El Salvador native Kilmar Abrego Garcia, the target of numerous deportation efforts by the Trump administration, cannot be deported until at least early October, a federal judge has ruled.
U.S. District Judge Paula Xinis, at a hearing on Wednesday, extended an Aug. 25 order that blocked his deportation while courts consider his renewed asylum claims. Later that day, she issued a brief order, clarifying that Abrego Garcia must remain within 200 miles of the courthouse in Greenbelt, Maryland.
Abrego Garcia had filed suit, alleging that the government was planning to deport him to Uganda.
Xinis has scheduled a hearing for Oct. 6, and said she will try to issue a ruling within the subsequent 30 days.
Abrego Garcia, an illegal immigrant, previously applied for asylum in 2019 but was denied. However, the judge in that case ruled that he could not be deported to El Salvador, since there was concern that he faced a “clear probability of future persecution” in his native country.
He has lived in the country since age 16, is married to an American citizen, and was a construction worker. The government stated that Abrego Garcia is a member of the transnational criminal gang MS-13, which he denied.
He was set to be deported earlier this year, but was sent to El Salvador’s maximum security prison Center for Terrorism Confinement (CECOT), along with a plane full of other deportees.

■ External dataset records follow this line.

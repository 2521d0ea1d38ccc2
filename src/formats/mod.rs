//! Readers for already-aligned sequence files.
//!
//! Supports automatic format detection for:
//! - FASTA (.fasta, .fa, .fna, .faa, .fas, .afa, .mfa)
//! - PHYLIP (.phy, .phylip) - sequential and interleaved
//!
//! Format detection priority:
//! 1. Explicit format specification (-f option)
//! 2. File extension
//! 3. Content-based detection
//!
//! Readers return raw gapped [`Record`]s; turning them into an alignment is
//! done by [`crate::pipeline::ingest`].

pub mod fasta;
pub mod phylip;

use std::ffi::OsStr;
use std::fs;
use std::path::Path;

use log::debug;
use thiserror::Error;

use crate::model::Record;

/// Supported file formats.
#[derive(Debug, Clone, Copy, PartialEq, Eq)]
pub enum FileFormat {
    Fasta,
    Phylip,
}

impl std::fmt::Display for FileFormat {
    fn fmt(&self, f: &mut std::fmt::Formatter<'_>) -> std::fmt::Result {
        match self {
            FileFormat::Fasta => write!(f, "FASTA"),
            FileFormat::Phylip => write!(f, "PHYLIP"),
        }
    }
}

/// Errors that can occur while reading an alignment file.
#[derive(Error, Debug)]
pub enum ParseError {
    #[error("Failed to open file: {0}")]
    IoError(#[from] std::io::Error),

    #[error("Empty file")]
    EmptyFile,

    #[error("Could not determine file format.\n\
             Hint: Use -f/--format to specify the format explicitly:\n  \
             seqcons -f fasta <file>   # FASTA format\n  \
             seqcons -f phylip <file>  # PHYLIP format")]
    UnknownFormat,

    #[error("FASTA error: {0}")]
    FastaError(#[from] fasta::FastaError),

    #[error("PHYLIP error: {0}")]
    PhylipError(#[from] phylip::PhylipError),
}

/// Result type for parsing operations.
pub type ParseResult<T> = Result<T, ParseError>;

/// Detects format from file extension.
pub fn detect_format_from_extension<P: AsRef<Path>>(path: P) -> Option<FileFormat> {
    let ext = path.as_ref().extension().and_then(OsStr::to_str)?;
    match ext.to_lowercase().as_str() {
        "fa" | "fas" | "fasta" | "fna" | "faa" | "afa" | "mfa" => Some(FileFormat::Fasta),
        "phy" | "phylip" | "ph" => Some(FileFormat::Phylip),
        _ => None,
    }
}

/// Detects the file format from the first non-empty line.
pub fn detect_format_from_content(content: &str) -> Option<FileFormat> {
    let first = content.lines().map(str::trim).find(|l| !l.is_empty())?;

    if first.starts_with('>') {
        return Some(FileFormat::Fasta);
    }

    // PHYLIP header: "ntax nchar"
    let mut parts = first.split_whitespace();
    match (parts.next(), parts.next()) {
        (Some(a), Some(b)) if a.parse::<usize>().is_ok() && b.parse::<usize>().is_ok() => {
            Some(FileFormat::Phylip)
        }
        _ => None,
    }
}

/// Parses content with a specific format.
pub fn parse_content(content: &str, format: FileFormat) -> ParseResult<Vec<Record>> {
    match format {
        FileFormat::Fasta => Ok(fasta::parse_fasta_str(content)?),
        FileFormat::Phylip => Ok(phylip::parse_phylip_str(content)?),
    }
}

/// Reads an alignment file with optional format specification.
pub fn parse_file_with_options<P: AsRef<Path>>(
    path: P,
    forced_format: Option<FileFormat>,
) -> ParseResult<Vec<Record>> {
    let content = fs::read_to_string(&path)?;
    if content.trim().is_empty() {
        return Err(ParseError::EmptyFile);
    }

    let format = forced_format
        .or_else(|| detect_format_from_extension(&path))
        .or_else(|| detect_format_from_content(&content))
        .ok_or(ParseError::UnknownFormat)?;
    debug!("Reading {} as {}", path.as_ref().display(), format);

    parse_content(&content, format)
}

/// Reads an alignment file, detecting the format automatically.
pub fn parse_file<P: AsRef<Path>>(path: P) -> ParseResult<Vec<Record>> {
    parse_file_with_options(path, None)
}

#[cfg(test)]
mod tests {
    use std::io::Write;

    use super::*;

    #[test]
    fn test_detect_fasta() {
        let content = ">seq1\nACGT\n";
        assert_eq!(detect_format_from_content(content), Some(FileFormat::Fasta));
    }

    #[test]
    fn test_detect_phylip() {
        let content = "  3   10\nseq1      ACGTACGTAC\n";
        assert_eq!(detect_format_from_content(content), Some(FileFormat::Phylip));
    }

    #[test]
    fn test_detect_unknown() {
        let content = "This is not a valid sequence file\n";
        assert_eq!(detect_format_from_content(content), None);
    }

    #[test]
    fn test_detect_with_leading_empty_lines() {
        let content = "\n\n  \n>seq1\nACGT\n";
        assert_eq!(detect_format_from_content(content), Some(FileFormat::Fasta));
    }

    #[test]
    fn test_detect_from_extension() {
        assert_eq!(detect_format_from_extension("test.fa"), Some(FileFormat::Fasta));
        assert_eq!(detect_format_from_extension("test.FASTA"), Some(FileFormat::Fasta));
        assert_eq!(detect_format_from_extension("test.afa"), Some(FileFormat::Fasta));
        assert_eq!(detect_format_from_extension("test.phy"), Some(FileFormat::Phylip));
        assert_eq!(detect_format_from_extension("test.txt"), None);
    }

    #[test]
    fn test_parse_file_detects_by_content() {
        let mut file = tempfile::Builder::new().suffix(".txt").tempfile().unwrap();
        write!(file, ">seq1\nAC-T\n>seq2\nACGT\n").unwrap();

        let records = parse_file(file.path()).unwrap();
        assert_eq!(records.len(), 2);
        assert_eq!(records[0].as_str(), "AC-T");
    }

    #[test]
    fn test_parse_file_forced_format() {
        let mut file = tempfile::Builder::new().suffix(".fa").tempfile().unwrap();
        write!(file, "2 4\nseq1 AC-T\nseq2 ACGT\n").unwrap();

        let records = parse_file_with_options(file.path(), Some(FileFormat::Phylip)).unwrap();
        assert_eq!(records[1].id, "seq2");
    }

    #[test]
    fn test_parse_file_empty() {
        let file = tempfile::NamedTempFile::new().unwrap();
        assert!(matches!(parse_file(file.path()), Err(ParseError::EmptyFile)));
    }

    #[test]
    fn test_parse_file_unknown_format() {
        let mut file = tempfile::Builder::new().suffix(".txt").tempfile().unwrap();
        write!(file, "hello world\n").unwrap();
        assert!(matches!(parse_file(file.path()), Err(ParseError::UnknownFormat)));
    }
}
//! seqcons - Alignment Conservation Statistics
//!
//! Computes per-column Shannon entropy of an aligned sequence file and the
//! stack heights of its sequence logo.
//!
//! ## Usage
//!
//! ```bash
//! seqcons aligned.fasta                      # writes Entropies.csv
//! seqcons -o - aligned.phy                   # entropy table on stdout
//! seqcons --logo logo.json --columns 1-20 aligned.fasta
//! ```
//!
//! ## Supported Formats
//!
//! - FASTA (.fasta, .fa, .fna, .faa, .fas, .afa, .mfa)
//! - PHYLIP (.phy, .phylip)

// Use jemalloc for better memory management (returns memory to OS)
#[cfg(not(windows))]
#[global_allocator]
static GLOBAL: tikv_jemallocator::Jemalloc = tikv_jemallocator::Jemalloc;

use std::ops::Range;
use std::path::{Path, PathBuf};

use anyhow::{Context, Result};
use clap::{ArgAction, Parser, ValueEnum};
use log::info;

use seqcons::alphabet::Alphabet;
use seqcons::formats::{parse_file_with_options, FileFormat};
use seqcons::instrument::timed;
use seqcons::pipeline::{analyze, ingest, AnalysisOptions, ConservationReport, IngestOptions};
use seqcons::report::{write_entropy_csv_to, write_logo_json_to};

/// File format specification for command line
#[derive(Debug, Clone, Copy, ValueEnum)]
enum FormatArg {
    /// FASTA format
    Fasta,
    /// PHYLIP format
    Phylip,
    /// Auto-detect from extension and content
    Auto,
}

impl From<FormatArg> for Option<FileFormat> {
    fn from(arg: FormatArg) -> Self {
        match arg {
            FormatArg::Fasta => Some(FileFormat::Fasta),
            FormatArg::Phylip => Some(FileFormat::Phylip),
            FormatArg::Auto => None,
        }
    }
}

/// Parses a 1-based inclusive column range such as "5-20" into a 0-based
/// half-open range.
fn parse_columns(s: &str) -> std::result::Result<Range<usize>, String> {
    let (start, end) = s
        .split_once('-')
        .ok_or_else(|| format!("expected START-END, got '{}'", s))?;
    let start: usize = start
        .trim()
        .parse()
        .map_err(|_| format!("invalid start column '{}'", start))?;
    let end: usize = end
        .trim()
        .parse()
        .map_err(|_| format!("invalid end column '{}'", end))?;
    if start == 0 || end < start {
        return Err(format!("invalid column range {}-{} (columns are 1-based)", start, end));
    }
    Ok(start - 1..end)
}

/// seqcons - Conservation statistics for multiple sequence alignments
///
/// Reads an aligned FASTA or PHYLIP file, writes the per-column Shannon
/// entropy as a `Residue,Entropy` CSV table and, optionally, the sequence
/// logo stacks as JSON.
#[derive(Parser, Debug)]
#[command(author, version, about, long_about = None)]
struct Args {
    /// Aligned sequence file (FASTA or PHYLIP format)
    file: PathBuf,

    /// Force a specific file format (overrides auto-detection)
    #[arg(short = 'f', long = "format", value_enum, default_value = "auto")]
    format: FormatArg,

    /// Alphabet: auto, dna, ambiguous-dna, rna, protein, or a literal symbol list (e.g. ACGT)
    #[arg(short = 'a', long = "alphabet", default_value = "auto")]
    alphabet: String,

    /// Characters treated as gaps
    #[arg(long = "gap-chars", default_value = "-.")]
    gap_chars: String,

    /// Keep residue case instead of uppercasing
    #[arg(long = "keep-case")]
    keep_case: bool,

    /// Entropy CSV output. Use "-" for stdout.
    #[arg(short = 'o', long = "output", default_value = "Entropies.csv")]
    output: PathBuf,

    /// Write sequence logo stacks as JSON to this file ("-" for stdout)
    #[arg(long = "logo")]
    logo: Option<PathBuf>,

    /// Restrict the analysis to a 1-based inclusive column range (e.g. 1-20)
    #[arg(long = "columns", value_parser = parse_columns)]
    columns: Option<Range<usize>>,

    /// Number of worker threads (default: all cores)
    #[arg(short = 'j', long = "threads")]
    threads: Option<usize>,

    /// Process columns on a single thread
    #[arg(long = "sequential")]
    sequential: bool,

    /// Increase log verbosity (-v info, -vv debug)
    #[arg(short = 'v', long = "verbose", action = ArgAction::Count)]
    verbose: u8,
}

/// Closing line for stderr; nothing when the table went to stdout.
///
/// Degenerate columns are already reported by the analysis log.
fn completion_message(report: &ConservationReport, output: &Path) -> Option<String> {
    (output != Path::new("-")).then(|| {
        format!(
            "Wrote entropy of {} columns to {}",
            report.entropy.len(),
            output.display()
        )
    })
}

fn init_logging(verbose: u8) {
    let level = match verbose {
        0 => "warn",
        1 => "info",
        _ => "debug",
    };
    env_logger::Builder::from_env(env_logger::Env::default().default_filter_or(level))
        .format_timestamp(None)
        .init();
}

fn main() -> Result<()> {
    let args = Args::parse();
    init_logging(args.verbose);

    if let Some(threads) = args.threads {
        if threads == 0 {
            anyhow::bail!("Thread count must be at least 1");
        }
        rayon::ThreadPoolBuilder::new()
            .num_threads(threads)
            .build_global()
            .context("Failed to configure the thread pool")?;
    }

    let alphabet = match args.alphabet.as_str() {
        "auto" => None,
        spec => Some(
            Alphabet::from_spec(spec)
                .with_context(|| format!("Invalid alphabet '{}'", spec))?,
        ),
    };
    let ingest_options = IngestOptions {
        alphabet,
        gap_chars: args.gap_chars.into_bytes(),
        keep_case: args.keep_case,
    };
    let analysis_options = AnalysisOptions {
        parallel: !args.sequential,
    };

    let records = timed("read alignment", || {
        parse_file_with_options(&args.file, args.format.into())
    })
    .into_inner()
    .with_context(|| format!("Failed to read {}", args.file.display()))?;

    let mut alignment = ingest(&records, &ingest_options)
        .with_context(|| format!("Invalid alignment in {}", args.file.display()))?;
    info!(
        "Loaded {} sequences x {} columns ({} alphabet)",
        alignment.sequence_count(),
        alignment.len(),
        alignment.alphabet().name()
    );

    if let Some(range) = args.columns {
        if range.start >= alignment.len() {
            anyhow::bail!(
                "Column range starts at {} but the alignment has {} columns",
                range.start + 1,
                alignment.len()
            );
        }
        alignment = alignment.slice_columns(range);
    }

    let report = analyze(&alignment, &analysis_options)?;

    write_entropy_csv_to(&args.output, &report.entropy)
        .with_context(|| format!("Failed to write {}", args.output.display()))?;
    if let Some(logo_path) = &args.logo {
        write_logo_json_to(logo_path, &report.logo)
            .with_context(|| format!("Failed to write {}", logo_path.display()))?;
    }

    if let Some(message) = completion_message(&report, &args.output) {
        eprintln!("{}", message);
    }

    Ok(())
}

#[cfg(test)]
mod tests {
    use super::*;

    #[test]
    fn test_parse_columns() {
        assert_eq!(parse_columns("1-20").unwrap(), 0..20);
        assert_eq!(parse_columns("5-5").unwrap(), 4..5);
        assert!(parse_columns("0-3").is_err());
        assert!(parse_columns("7-3").is_err());
        assert!(parse_columns("abc").is_err());
    }

    #[test]
    fn test_completion_message() {
        use seqcons::model::Record;

        let rows = vec![Record::new("a", "A-C"), Record::new("b", "G-C")];
        let alignment = ingest(&rows, &IngestOptions::default()).unwrap();
        let report = analyze(&alignment, &AnalysisOptions::default()).unwrap();
        assert_eq!(report.degenerate_columns(), vec![1]);

        assert_eq!(
            completion_message(&report, Path::new("out.csv")).as_deref(),
            Some("Wrote entropy of 3 columns to out.csv")
        );
        assert_eq!(completion_message(&report, Path::new("-")), None);
    }

    #[test]
    fn test_args_parse() {
        let args = Args::parse_from(["seqcons", "-a", "dna", "--columns", "2-4", "-vv", "aln.fa"]);
        assert_eq!(args.alphabet, "dna");
        assert_eq!(args.columns, Some(1..4));
        assert_eq!(args.verbose, 2);
        assert_eq!(args.output, PathBuf::from("Entropies.csv"));
    }
}
//! FASTA reader for aligned (gapped) sequences.
//!
//! Single-line and multi-line records are accepted. Gap characters are kept
//! verbatim; only whitespace inside sequence lines is dropped.
//!
//! ## FASTA Format
//!
//! ```text
//! >sequence_identifier optional description
//! ACGT--ACGTACGT...
//! >another_sequence
//! TGCATG--ATGCA...
//! ```

use std::fs::File;
use std::io::{BufRead, BufReader};
use std::path::Path;

use thiserror::Error;

use crate::model::Record;

/// Errors that can occur during FASTA parsing.
#[derive(Error, Debug)]
pub enum FastaError {
    #[error("Failed to open file: {0}")]
    IoError(#[from] std::io::Error),

    #[error("Empty FASTA file")]
    EmptyFile,

    #[error("Invalid FASTA format: {0}")]
    InvalidFormat(String),

    #[error("Sequence without header at line {0}")]
    SequenceWithoutHeader(usize),
}

/// Result type for FASTA operations.
pub type FastaResult<T> = Result<T, FastaError>;

/// Accumulates records line by line.
#[derive(Default)]
struct FastaBuilder {
    records: Vec<Record>,
    current_id: Option<String>,
    current_seq: Vec<u8>,
}

impl FastaBuilder {
    fn push_line(&mut self, line_number: usize, line: &str) -> FastaResult<()> {
        let line = line.trim();
        if line.is_empty() {
            return Ok(());
        }

        if let Some(header) = line.strip_prefix('>') {
            self.finish_record()?;

            // Identifier is everything before the first whitespace
            let id = header.split_whitespace().next().unwrap_or_default();
            if id.is_empty() {
                return Err(FastaError::InvalidFormat(format!(
                    "Empty sequence identifier at line {}",
                    line_number
                )));
            }
            self.current_id = Some(id.to_string());
        } else {
            if self.current_id.is_none() {
                return Err(FastaError::SequenceWithoutHeader(line_number));
            }
            self.current_seq
                .extend(line.bytes().filter(|b| !b.is_ascii_whitespace()));
        }
        Ok(())
    }

    fn finish_record(&mut self) -> FastaResult<()> {
        if let Some(id) = self.current_id.take() {
            if self.current_seq.is_empty() {
                return Err(FastaError::InvalidFormat(format!(
                    "Sequence '{}' has no residues",
                    id
                )));
            }
            let data = std::mem::take(&mut self.current_seq);
            self.records.push(Record::from_bytes(id, data));
        }
        Ok(())
    }

    fn finish(mut self) -> FastaResult<Vec<Record>> {
        self.finish_record()?;
        if self.records.is_empty() {
            return Err(FastaError::EmptyFile);
        }
        Ok(self.records)
    }
}

/// Parses FASTA content from a reader.
pub fn parse_fasta<R: BufRead>(reader: R) -> FastaResult<Vec<Record>> {
    let mut builder = FastaBuilder::default();
    for (i, line) in reader.lines().enumerate() {
        builder.push_line(i + 1, &line?)?;
    }
    builder.finish()
}

/// Parses FASTA content from a string.
pub fn parse_fasta_str(content: &str) -> FastaResult<Vec<Record>> {
    let mut builder = FastaBuilder::default();
    for (i, line) in content.lines().enumerate() {
        builder.push_line(i + 1, line)?;
    }
    builder.finish()
}

/// Parses a FASTA file.
///
/// # Examples
///
/// ```no_run
/// use seqcons::formats::fasta::parse_fasta_file;
///
/// let records = parse_fasta_file("aligned.fasta").unwrap();
/// println!("Loaded {} rows", records.len());
/// ```
pub fn parse_fasta_file<P: AsRef<Path>>(path: P) -> FastaResult<Vec<Record>> {
    let file = File::open(path)?;
    parse_fasta(BufReader::new(file))
}

#[cfg(test)]
mod tests {
    use super::*;

    #[test]
    fn test_parse_simple_fasta() {
        let content = ">seq1\nACGT\n>seq2\nTGCA\n";
        let records = parse_fasta_str(content).unwrap();

        assert_eq!(records.len(), 2);
        assert_eq!(records[0].id, "seq1");
        assert_eq!(records[0].as_str(), "ACGT");
        assert_eq!(records[1].id, "seq2");
        assert_eq!(records[1].as_str(), "TGCA");
    }

    #[test]
    fn test_parse_multiline_gapped_sequence() {
        let content = ">seq1\nAC-T\nTG.A\nAA A\n";
        let records = parse_fasta_str(content).unwrap();

        assert_eq!(records.len(), 1);
        assert_eq!(records[0].as_str(), "AC-TTG.AAAA");
    }

    #[test]
    fn test_parse_with_description() {
        let content = ">seq1 Escherichia coli lacI\nACGT\n";
        let records = parse_fasta_str(content).unwrap();
        assert_eq!(records[0].id, "seq1");
    }

    #[test]
    fn test_parse_with_empty_lines() {
        let content = ">seq1\nACGT\n\n>seq2\n\nTGCA\n";
        let records = parse_fasta_str(content).unwrap();

        assert_eq!(records.len(), 2);
        assert_eq!(records[1].as_str(), "TGCA");
    }

    #[test]
    fn test_empty_file() {
        assert!(matches!(parse_fasta_str(""), Err(FastaError::EmptyFile)));
    }

    #[test]
    fn test_sequence_without_header() {
        let content = "ACGT\n>seq1\nTGCA\n";
        assert!(matches!(
            parse_fasta_str(content),
            Err(FastaError::SequenceWithoutHeader(1))
        ));
    }

    #[test]
    fn test_empty_identifier() {
        let content = ">\nACGT\n";
        assert!(matches!(
            parse_fasta_str(content),
            Err(FastaError::InvalidFormat(_))
        ));
    }

    #[test]
    fn test_header_without_sequence() {
        let content = ">seq1\n>seq2\nACGT\n";
        assert!(matches!(
            parse_fasta_str(content),
            Err(FastaError::InvalidFormat(msg)) if msg.contains("seq1")
        ));

        let trailing = ">seq1\nACGT\n>seq2\n";
        assert!(matches!(
            parse_fasta_str(trailing),
            Err(FastaError::InvalidFormat(msg)) if msg.contains("seq2")
        ));
    }

    #[test]
    fn test_reader_matches_str() {
        let content = ">a\nAC-G\n>b\nA-CG\n";
        let from_reader = parse_fasta(content.as_bytes()).unwrap();
        assert_eq!(from_reader, parse_fasta_str(content).unwrap());
    }

    #[test]
    fn test_case_preserved() {
        let records = parse_fasta_str(">seq1\nacgt\n").unwrap();
        assert_eq!(records[0].as_str(), "acgt");
    }
}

A district judge in Maryland ordered his return in April while the Trump administration said the Salvadoran was no longer under U.S. jurisdiction.
Abrego Garcia’s case drew public attention, and he gained support from some members of Congress who pressured the administration for his return.
Following a Supreme Court order on April 10, he was eventually returned to the United States and held in custody in Tennessee on charges of smuggling illegal immigrants into the country.
Authorities freed Abrego Garcia last week to await trial at home. His attorneys said that before he was released, the government offered to deport him to Costa Rica, where he would be a free man if he pleaded guilty to the human smuggling charges. After he refused, according to his lawyers, the government said he could be deported to Uganda.
Abrego Garcia was again detained after checking in with Immigration and Customs Enforcement on Aug. 25, and is asking the judge to reconsider his asylum case, according to his lawyers.
Homeland Security Secretary Kristi Noem said the administration will eventually deport him.